Speech Command + Speech Emotion: Exploring Emotional Speech Commands as a Compound and Playful Modality
Ilhan Aslan, Timothy Merritt, Stine S. Johansen, Niels van Berkel
TL;DR
This study investigates emotional speech commands as a compound modality by integrating a speech-emotion recognition (SER) system with speech commands to control embodied agents. Using a retro game prototype, two agents respond to commands, with the affective agent additionally adapting its movement and emoji display based on $valence$, $arousal$, and $dominance$ extracted from the speaker's voice. A within-subject user study ($N=14$) reveals that the affective agent is more engaging and stimulating but less easy to use and predict, highlighting trade-offs between social richness and usability. The work provides design considerations for incorporating emotional speech as an input modality, discusses attribution and ethical implications, and lays groundwork for future research on affective, speech-driven interfaces in education and entertainment contexts.
Abstract
In an era of human-computer interaction with increasingly agentic AI systems capable of connecting with users conversationally, speech is an important modality for commanding agents.

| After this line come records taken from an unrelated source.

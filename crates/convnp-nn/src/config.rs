// SPDX-License-Identifier: AGPL-3.0-or-later
// © 2025 Ryo ∴ SpiralArchitect (kishkavsesvit@icloud.com)
// Part of SpiralTorch — Licensed under AGPL-3.0-or-later.
// Unauthorized derivative works or closed redistribution prohibited under AGPL §13.

use convnp_config::LayeredConfig;
use convnp_core::error::{self, Error, Result};
use serde::{Deserialize, Serialize};
use tracing::info;

use crate::discretisation::UniformDiscretisation1d;
use crate::layers::StackGeometry;
use crate::loss::Objective;
use crate::noise::{NoiseKind, RidgeSchedule};
use crate::pooling::PoolingPolicy;

/// Deterministic or latent-variable architecture.
#[derive(Clone, Copy, Debug, Default, PartialEq, Eq, Serialize, Deserialize)]
#[serde(rename_all = "snake_case")]
pub enum ModelKind {
    #[default]
    Deterministic,
    Latent,
}

/// Hyperparameters of a convolutional neural process, read from the `model`
/// section of the layered configuration.
#[derive(Clone, Debug, PartialEq, Serialize, Deserialize)]
#[serde(default, deny_unknown_fields)]
pub struct ModelConfig {
    pub kind: ModelKind,
    pub y_channels: usize,
    pub points_per_unit: f64,
    pub margin: f64,
    /// Grid sizes are rounded up to a multiple of this.
    pub multiple: usize,
    pub receptive_field: f64,
    pub num_layers: usize,
    pub num_channels: usize,
    pub latent_channels: usize,
    /// Latent samples drawn per prediction and per objective evaluation.
    pub num_samples: usize,
    pub noise: NoiseKind,
    pub ridge: RidgeSchedule,
    pub pooling: PoolingPolicy,
    pub initial_noise: f64,
    /// Seed for parameter initialisation; the determinism layer decides when
    /// unset.
    pub seed: Option<u64>,
}

impl Default for ModelConfig {
    fn default() -> Self {
        Self {
            kind: ModelKind::Deterministic,
            y_channels: 1,
            points_per_unit: 32.0,
            margin: 0.1,
            multiple: 1,
            receptive_field: 2.0,
            num_layers: 4,
            num_channels: 16,
            latent_channels: 16,
            num_samples: 5,
            noise: NoiseKind::Heteroscedastic,
            ridge: RidgeSchedule::default(),
            pooling: PoolingPolicy::Mean,
            initial_noise: 0.1,
            seed: None,
        }
    }
}

impl ModelConfig {
    pub fn validate(&self) -> Result<()> {
        self.discretisation().validate()?;
        self.geometry().kernel_size()?;
        let positive = [
            ("model.y_channels", self.y_channels),
            ("model.num_channels", self.num_channels),
            ("model.latent_channels", self.latent_channels),
            ("model.num_samples", self.num_samples),
        ];
        for (label, value) in positive {
            if value == 0 {
                return Err(error::invalid(label, "must be positive"));
            }
        }
        if !(self.initial_noise > 0.0) || !self.initial_noise.is_finite() {
            return Err(error::invalid(
                "model.initial_noise",
                format!("must be positive, got {}", self.initial_noise),
            ));
        }
        self.noise.validate(self.y_channels)?;
        self.ridge.validate()?;
        if self.kind == ModelKind::Latent && matches!(self.noise, NoiseKind::Correlated { .. }) {
            return Err(error::invalid(
                "model.noise",
                "correlated noise is only available for deterministic models",
            ));
        }
        Ok(())
    }

    pub fn discretisation(&self) -> UniformDiscretisation1d {
        UniformDiscretisation1d {
            points_per_unit: self.points_per_unit,
            margin: self.margin,
            multiple: self.multiple,
        }
    }

    pub fn geometry(&self) -> StackGeometry {
        StackGeometry {
            receptive_field: self.receptive_field,
            points_per_unit: self.points_per_unit,
            num_layers: self.num_layers,
            num_channels: self.num_channels,
        }
    }

    /// Objective a model of this kind trains with unless told otherwise.
    pub fn default_objective(&self) -> Objective {
        match self.kind {
            ModelKind::Deterministic => Objective::Exact,
            ModelKind::Latent => Objective::ImportanceWeighted {
                num_samples: self.num_samples,
            },
        }
    }

    /// Reads and validates the `model` section; missing sections fall back to
    /// the defaults.
    pub fn from_layered(config: &LayeredConfig) -> Result<Self> {
        let parsed: Option<ModelConfig> = config
            .section(&["model"])
            .map_err(|err| Error::Serialization(format!("model section: {err}")))?;
        let parsed = parsed.unwrap_or_default();
        parsed.validate()?;
        for (field, layer) in config.overrides("model") {
            info!(field, ?layer, "model hyperparameter overridden");
        }
        Ok(parsed)
    }
}

#[cfg(test)]
mod tests {
    use super::*;
    use serde_json::json;

    #[test]
    fn defaults_are_valid() {
        let config = ModelConfig::default();
        config.validate().unwrap();
        assert_eq!(config.default_objective(), Objective::Exact);
    }

    #[test]
    fn reads_the_model_section() {
        let layered = LayeredConfig::from_value(json!({
            "model": {
                "kind": "latent",
                "points_per_unit": 8.0,
                "num_layers": 2,
                "pooling": "sum",
                "noise": {"kind": "fixed"},
                "ridge": {"schedule": "constant", "value": 0.001}
            }
        }));
        let config = ModelConfig::from_layered(&layered).unwrap();
        assert_eq!(config.kind, ModelKind::Latent);
        assert_eq!(config.points_per_unit, 8.0);
        assert_eq!(config.pooling, PoolingPolicy::Sum);
        assert_eq!(config.noise, NoiseKind::Fixed);
        assert_eq!(config.ridge, RidgeSchedule::Constant { value: 0.001 });
        assert_eq!(config.num_channels, 16);
        assert_eq!(
            config.default_objective(),
            Objective::ImportanceWeighted { num_samples: 5 }
        );
    }

    #[test]
    fn missing_section_uses_defaults() {
        let layered = LayeredConfig::from_value(json!({}));
        assert_eq!(ModelConfig::from_layered(&layered).unwrap(), ModelConfig::default());
    }

    #[test]
    fn rejects_invalid_values() {
        let layered = LayeredConfig::from_value(json!({"model": {"margin": -1.0}}));
        assert!(ModelConfig::from_layered(&layered).is_err());
        let layered = LayeredConfig::from_value(json!({"model": {"unknown": 1}}));
        assert!(matches!(
            ModelConfig::from_layered(&layered),
            Err(Error::Serialization(_))
        ));
        let config = ModelConfig {
            kind: ModelKind::Latent,
            noise: NoiseKind::Correlated { rank: 2 },
            ..ModelConfig::default()
        };
        assert!(config.validate().is_err());
    }
}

By recognizing and using speech emotions (i.e., how a command is spoken), we can provide agents with the ability to emotionally accentuate their responses and socially enrich users' perceptions and experiences. To explore the concept and impact of speech emotion commands on user perceptions, we realized a prototype and conducted a user study (N = 14) where speech commands are used to steer two vehicles in a minimalist and retro game style implementation. While both agents execute user commands, only one of the agents uses speech emotion information to adapt its execution behavior. We report on differences in how users perceived each agent, including significant differences in stimulation and dependability, outline implications for designing interactions with agents using emotional speech commands, and provide insights on how users consciously emote, which we describe as "voice acting".